[TASK TO COMPLETE]: For the word "impl", count the lines below that contain it. Give the number alone.

Data extracted from a collection
┏━━
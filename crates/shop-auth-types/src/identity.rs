//! Bearer-token identity extractor.

use std::sync::Arc;

use axum::Json;
use axum::extract::{FromRef, FromRequestParts};
use axum::response::{IntoResponse, Response};
use axum_extra::headers::{Authorization, Header, authorization::Bearer};
use http::request::Parts;
use http::{HeaderValue, StatusCode, header};

use shop_domain::id::UserId;

use crate::token::{AuthError, validate_access_token};

/// The authenticated user behind a request.
#[derive(Debug, Clone, PartialEq, Eq)]
pub struct Caller {
    pub user_id: UserId,
    pub username: String,
    pub is_staff: bool,
}

/// HMAC secret used to verify bearer tokens. Exposed to extractors via `FromRef`.
#[derive(Clone)]
pub struct JwtSecret(pub Arc<str>);

impl JwtSecret {
    pub fn new(secret: &str) -> Self {
        Self(Arc::from(secret))
    }
}

/// Optional caller identity from `Authorization: Bearer <access token>`.
///
/// No header (or a non-bearer scheme) yields `MaybeCaller(None)`: the request is
/// anonymous and handlers decide via their access policy. A bearer token that
/// fails validation is rejected with 401 even on open endpoints.
#[derive(Debug, Clone)]
pub struct MaybeCaller(pub Option<Caller>);

/// 401 returned when a presented token cannot be validated.
#[derive(Debug)]
pub struct InvalidToken(pub AuthError);

impl IntoResponse for InvalidToken {
    fn into_response(self) -> Response {
        let body = serde_json::json!({
            "kind": "INVALID_TOKEN",
            "message": format!("invalid token: {}", self.0),
        });
        let mut resp = (StatusCode::UNAUTHORIZED, Json(body)).into_response();
        resp.headers_mut().insert(
            header::WWW_AUTHENTICATE,
            HeaderValue::from_static("Bearer realm=\"api\""),
        );
        resp
    }
}

impl<S> FromRequestParts<S> for MaybeCaller
where
    JwtSecret: FromRef<S>,
    S: Send + Sync,
{
    type Rejection = InvalidToken;

    // Extract synchronously and return a 'static future; `async fn` here trips
    // E0195 against axum-core's `impl Future + Send` signature.
    fn from_request_parts(
        parts: &mut Parts,
        state: &S,
    ) -> impl std::future::Future<Output = Result<Self, Self::Rejection>> + Send {
        let secret = JwtSecret::from_ref(state);
        let bearer =
            Authorization::<Bearer>::decode(&mut parts.headers.get_all(header::AUTHORIZATION).iter())
                .ok();

        let result = match bearer {
            None => Ok(MaybeCaller(None)),
            Some(auth) => match validate_access_token(auth.token(), &secret.0) {
                Ok(caller) => Ok(MaybeCaller(Some(caller))),
                Err(e) => {
                    tracing::debug!(error = %e, "rejected bearer token");
                    Err(InvalidToken(e))
                }
            },
        };

        async move { result }
    }
}
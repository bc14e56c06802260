#![allow(async_fn_in_trait)]

use chrono::{DateTime, Utc};
use uuid::Uuid;

use crate::domain::types::{Email, Outcome, PendingEvent};
use crate::error::MailerError;

/// Read and settle rows of the `outbox_events` table.
pub trait OutboxRepository: Send + Sync {
    /// Unsettled events whose `next_attempt_at` has passed, oldest first.
    async fn fetch_due(
        &self,
        now: DateTime<Utc>,
        limit: u64,
    ) -> Result<Vec<PendingEvent>, MailerError>;

    async fn record(
        &self,
        id: Uuid,
        outcome: &Outcome,
        now: DateTime<Utc>,
    ) -> Result<(), MailerError>;
}

pub trait EmailSender: Send + Sync {
    async fn send(&self, email: &Email) -> Result<(), MailerError>;
}
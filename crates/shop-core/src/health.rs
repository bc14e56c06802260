use axum::extract::State;
use axum::http::StatusCode;
use sea_orm::DatabaseConnection;

/// Handler for `GET /healthz`: the process is up.
pub async fn healthz() -> StatusCode {
    StatusCode::OK
}

/// Handler for `GET /readyz`: the database answers a ping.
pub async fn readyz(State(db): State<DatabaseConnection>) -> StatusCode {
    match db.ping().await {
        Ok(()) => StatusCode::OK,
        Err(e) => {
            tracing::warn!(error = %e, "readiness ping failed");
            StatusCode::SERVICE_UNAVAILABLE
        }
    }
}
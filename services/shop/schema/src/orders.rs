use sea_orm::entity::prelude::*;

#[derive(Clone, Debug, PartialEq, Eq, DeriveEntityModel)]
#[sea_orm(table_name = "orders")]
pub struct Model {
    #[sea_orm(primary_key, auto_increment = false)]
    pub order_id: Uuid,
    pub user_id: i32,
    pub created_at: chrono::DateTime<chrono::Utc>,
    /// `Pending`, `Confirmed` or `Cancelled`.
    pub status: String,
}

#[derive(Copy, Clone, Debug, EnumIter, DeriveRelation)]
pub enum Relation {
    #[sea_orm(
        belongs_to = "super::users::Entity",
        from = "Column::UserId",
        to = "super::users::Column::Id",
        on_delete = "Cascade"
    )]
    User,
    #[sea_orm(has_many = "super::order_items::Entity")]
    OrderItems,
    #[sea_orm(has_many = "super::outbox_events::Entity")]
    OutboxEvents,
}

impl Related<super::users::Entity> for Entity {
    fn to() -> RelationDef {
        Relation::User.def()
    }
}

impl Related<super::order_items::Entity> for Entity {
    fn to() -> RelationDef {
        Relation::OrderItems.def()
    }
}

impl Related<super::outbox_events::Entity> for Entity {
    fn to() -> RelationDef {
        Relation::OutboxEvents.def()
    }
}

impl ActiveModelBehavior for ActiveModel {}
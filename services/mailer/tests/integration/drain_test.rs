use std::time::Duration;

use chrono::Utc;
use tokio::sync::watch;

use shop_mailer::domain::types::Outcome;
use shop_mailer::worker::Worker;

use crate::helpers::{FROM, MockOutboxRepo, MockSender, confirmation, drain};

// ── DrainOutbox ──────────────────────────────────────────────────────────────

#[tokio::test]
async fn should_send_confirmation_and_mark_processed() {
    let event = confirmation("alice@example.com", 0);
    let order_id = event.payload["order_id"].as_str().unwrap().to_owned();
    let repo = MockOutboxRepo::new(vec![event.clone()]);
    let outcomes = repo.outcomes_handle();
    let sender = MockSender::default();
    let sent = sender.sent_handle();

    let report = drain(repo, sender, 10).execute(Utc::now()).await.unwrap();

    assert_eq!(report.sent, 1);
    let sent = sent.lock().unwrap();
    assert_eq!(sent[0].to, "alice@example.com");
    assert_eq!(sent[0].from, FROM);
    assert_eq!(sent[0].subject, "Order Confirmation");
    assert_eq!(
        sent[0].body,
        format!("Your order #{order_id} has been confirmed!")
    );
    assert_eq!(outcomes.lock().unwrap()[0], (event.id, Outcome::Sent));
}

#[tokio::test]
async fn should_schedule_retry_with_backoff_on_transport_error() {
    let event = confirmation("alice@example.com", 2);
    let repo = MockOutboxRepo::new(vec![event.clone()]);
    let outcomes = repo.outcomes_handle();
    let now = Utc::now();

    let report = drain(repo, MockSender::failing("connection refused"), 10)
        .execute(now)
        .await
        .unwrap();

    assert_eq!(report.retried, 1);
    let outcomes = outcomes.lock().unwrap();
    let Outcome::Retry {
        attempts,
        error,
        next_attempt_at,
    } = &outcomes[0].1
    else {
        panic!("expected retry, got {:?}", outcomes[0].1);
    };
    assert_eq!(*attempts, 3);
    assert!(error.contains("connection refused"));
    assert_eq!(*next_attempt_at, now + chrono::Duration::seconds(8));
}

#[tokio::test]
async fn should_fail_event_after_last_attempt() {
    let event = confirmation("alice@example.com", 4);
    let repo = MockOutboxRepo::new(vec![event]);
    let outcomes = repo.outcomes_handle();

    let report = drain(repo, MockSender::failing("timeout"), 10)
        .execute(Utc::now())
        .await
        .unwrap();

    assert_eq!(report.failed, 1);
    assert!(matches!(
        outcomes.lock().unwrap()[0].1,
        Outcome::Failed { attempts: 5, .. }
    ));
}

#[tokio::test]
async fn should_fail_unknown_kind_without_sending() {
    let mut event = confirmation("alice@example.com", 0);
    event.kind = "newsletter".to_owned();
    let repo = MockOutboxRepo::new(vec![event]);
    let outcomes = repo.outcomes_handle();
    let sender = MockSender::default();
    let sent = sender.sent_handle();

    drain(repo, sender, 10).execute(Utc::now()).await.unwrap();

    assert!(sent.lock().unwrap().is_empty());
    let outcomes = outcomes.lock().unwrap();
    let Outcome::Failed { attempts, error } = &outcomes[0].1 else {
        panic!("expected failure");
    };
    assert_eq!(*attempts, 1);
    assert!(error.contains("newsletter"));
}

#[tokio::test]
async fn should_take_at_most_one_batch() {
    let repo = MockOutboxRepo::new(vec![
        confirmation("a@example.com", 0),
        confirmation("b@example.com", 0),
        confirmation("c@example.com", 0),
    ]);
    let uc = drain(repo, MockSender::default(), 2);

    assert_eq!(uc.execute(Utc::now()).await.unwrap().sent, 2);
    assert_eq!(uc.execute(Utc::now()).await.unwrap().sent, 1);
    assert_eq!(uc.execute(Utc::now()).await.unwrap().total(), 0);
}

// ── Worker ───────────────────────────────────────────────────────────────────

#[tokio::test]
async fn should_drain_until_shutdown() {
    let repo = MockOutboxRepo::new(vec![
        confirmation("a@example.com", 0),
        confirmation("b@example.com", 0),
        confirmation("c@example.com", 0),
    ]);
    let sender = MockSender::default();
    let sent = sender.sent_handle();
    let worker = Worker {
        drain: drain(repo, sender, 2),
        poll_interval: Duration::from_millis(10),
    };
    let (tx, rx) = watch::channel(false);

    let handle = tokio::spawn(async move { worker.run(rx).await });
    for _ in 0..100 {
        if sent.lock().unwrap().len() == 3 {
            break;
        }
        tokio::time::sleep(Duration::from_millis(10)).await;
    }
    tx.send(true).unwrap();

    tokio::time::timeout(Duration::from_secs(5), handle)
        .await
        .expect("worker stops after shutdown")
        .unwrap();
    assert_eq!(sent.lock().unwrap().len(), 3);
}

#[tokio::test]
async fn should_stop_when_shutdown_sender_dropped() {
    let worker = Worker {
        drain: drain(MockOutboxRepo::default(), MockSender::default(), 10),
        poll_interval: Duration::from_secs(3600),
    };
    let (tx, rx) = watch::channel(false);
    let handle = tokio::spawn(async move { worker.run(rx).await });
    drop(tx);

    tokio::time::timeout(Duration::from_secs(5), handle)
        .await
        .expect("worker stops without a shutdown sender")
        .unwrap();
}
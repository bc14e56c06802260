use anyhow::Context as _;
use chrono::{DateTime, Utc};
use sea_orm::sea_query::Expr;
use sea_orm::{ColumnTrait, DatabaseConnection, EntityTrait, QueryFilter, QueryOrder, QuerySelect};
use uuid::Uuid;

use shop_schema::outbox_events;

use crate::domain::repository::OutboxRepository;
use crate::domain::types::{Outcome, PendingEvent};
use crate::error::MailerError;

#[derive(Clone)]
pub struct DbOutboxRepository {
    pub db: DatabaseConnection,
}

impl OutboxRepository for DbOutboxRepository {
    async fn fetch_due(
        &self,
        now: DateTime<Utc>,
        limit: u64,
    ) -> Result<Vec<PendingEvent>, MailerError> {
        let models = outbox_events::Entity::find()
            .filter(outbox_events::Column::ProcessedAt.is_null())
            .filter(outbox_events::Column::FailedAt.is_null())
            .filter(outbox_events::Column::NextAttemptAt.lte(now))
            .order_by_asc(outbox_events::Column::CreatedAt)
            .order_by_asc(outbox_events::Column::Id)
            .limit(limit)
            .all(&self.db)
            .await
            .context("fetch due outbox events")?;
        Ok(models.into_iter().map(event_from_model).collect())
    }

    async fn record(
        &self,
        id: Uuid,
        outcome: &Outcome,
        now: DateTime<Utc>,
    ) -> Result<(), MailerError> {
        let update = outbox_events::Entity::update_many().filter(outbox_events::Column::Id.eq(id));
        let update = match outcome {
            Outcome::Sent => update
                .col_expr(outbox_events::Column::ProcessedAt, Expr::value(now))
                .col_expr(
                    outbox_events::Column::LastError,
                    Expr::value(Option::<String>::None),
                ),
            Outcome::Retry {
                attempts,
                error,
                next_attempt_at,
            } => update
                .col_expr(outbox_events::Column::Attempts, Expr::value(*attempts))
                .col_expr(
                    outbox_events::Column::LastError,
                    Expr::value(Some(error.clone())),
                )
                .col_expr(
                    outbox_events::Column::NextAttemptAt,
                    Expr::value(*next_attempt_at),
                ),
            Outcome::Failed { attempts, error } => update
                .col_expr(outbox_events::Column::Attempts, Expr::value(*attempts))
                .col_expr(
                    outbox_events::Column::LastError,
                    Expr::value(Some(error.clone())),
                )
                .col_expr(outbox_events::Column::FailedAt, Expr::value(now)),
        };
        let result = update
            .exec(&self.db)
            .await
            .with_context(|| format!("record outcome of outbox event {id}"))?;
        if result.rows_affected == 0 {
            tracing::warn!(event_id = %id, "outbox event vanished before its outcome was recorded");
        }
        Ok(())
    }
}

fn event_from_model(m: outbox_events::Model) -> PendingEvent {
    PendingEvent {
        id: m.id,
        kind: m.kind,
        payload: m.payload,
        attempts: m.attempts,
        created_at: m.created_at,
    }
}
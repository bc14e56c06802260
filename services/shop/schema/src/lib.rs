//! sea-orm entities for the shop database.

pub mod order_items;
pub mod orders;
pub mod outbox_events;
pub mod products;
pub mod users;
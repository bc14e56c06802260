#![allow(async_fn_in_trait)]

use shop_domain::id::{OrderId, ProductId, UserId};
use shop_domain::pagination::PageRequest;
use shop_domain::product::ProductOrdering;

use crate::domain::filter::{OrderFilter, ProductFilter};
use crate::domain::policy::OrderScope;
use crate::domain::types::{
    NewOrder, NewUser, Order, OrderUpdate, OutboxEvent, Product, ProductInput, User,
    UserWithOrders,
};
use crate::error::ShopError;

/// Repository for the product catalogue.
pub trait ProductRepository: Send + Sync {
    async fn count(&self, filter: &ProductFilter) -> Result<u64, ShopError>;

    /// Filtered listing, ordered by `ordering` then id. `page: None` returns every row.
    async fn list(
        &self,
        filter: &ProductFilter,
        ordering: &ProductOrdering,
        page: Option<PageRequest>,
    ) -> Result<Vec<Product>, ShopError>;

    async fn find_by_id(&self, id: ProductId) -> Result<Option<Product>, ShopError>;

    /// Existing products among `ids`, in any order.
    async fn find_many(&self, ids: &[ProductId]) -> Result<Vec<Product>, ShopError>;

    async fn create(&self, input: &ProductInput) -> Result<Product, ShopError>;

    /// Replace every field. `None` if the product does not exist.
    async fn update(
        &self,
        id: ProductId,
        input: &ProductInput,
    ) -> Result<Option<Product>, ShopError>;

    /// Returns `true` if a row was deleted.
    async fn delete(&self, id: ProductId) -> Result<bool, ShopError>;
}

/// Repository for orders and their items.
pub trait OrderRepository: Send + Sync {
    async fn list(&self, scope: OrderScope, filter: &OrderFilter)
    -> Result<Vec<Order>, ShopError>;

    async fn find(&self, scope: OrderScope, id: OrderId) -> Result<Option<Order>, ShopError>;

    /// Insert the order, its items and the optional outbox event atomically.
    async fn create(&self, order: &NewOrder, event: Option<&OutboxEvent>)
    -> Result<(), ShopError>;

    /// Apply `update` atomically. Returns `false` if the order does not exist.
    async fn update(&self, id: OrderId, update: &OrderUpdate) -> Result<bool, ShopError>;

    /// Delete the order and its items. Returns `true` if a row was deleted.
    async fn delete(&self, id: OrderId) -> Result<bool, ShopError>;
}

/// Repository for user accounts.
pub trait UserRepository: Send + Sync {
    /// Every user with their order ids, ordered by user id.
    async fn list_with_orders(&self) -> Result<Vec<UserWithOrders>, ShopError>;
    async fn find_by_id(&self, id: UserId) -> Result<Option<User>, ShopError>;
    async fn find_by_username(&self, username: &str) -> Result<Option<User>, ShopError>;
    /// Fails with `UsernameTaken` on a duplicate username.
    async fn create(&self, user: &NewUser) -> Result<User, ShopError>;
}

/// Rendered product-list pages, keyed by write generation and query string.
///
/// Read the generation before loading products and store the page under it.
/// A page rendered from data older than the last write then lands under a
/// retired generation and is never served.
pub trait ProductListCache: Send + Sync {
    async fn generation(&self) -> Result<u64, ShopError>;
    async fn get(&self, generation: u64, query: &str) -> Result<Option<String>, ShopError>;
    async fn put(&self, generation: u64, query: &str, body: &str) -> Result<(), ShopError>;
    /// Retire the current generation and drop every cached page.
    async fn invalidate(&self) -> Result<(), ShopError>;
}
┗━━
[YOUR SOLUTION]: 10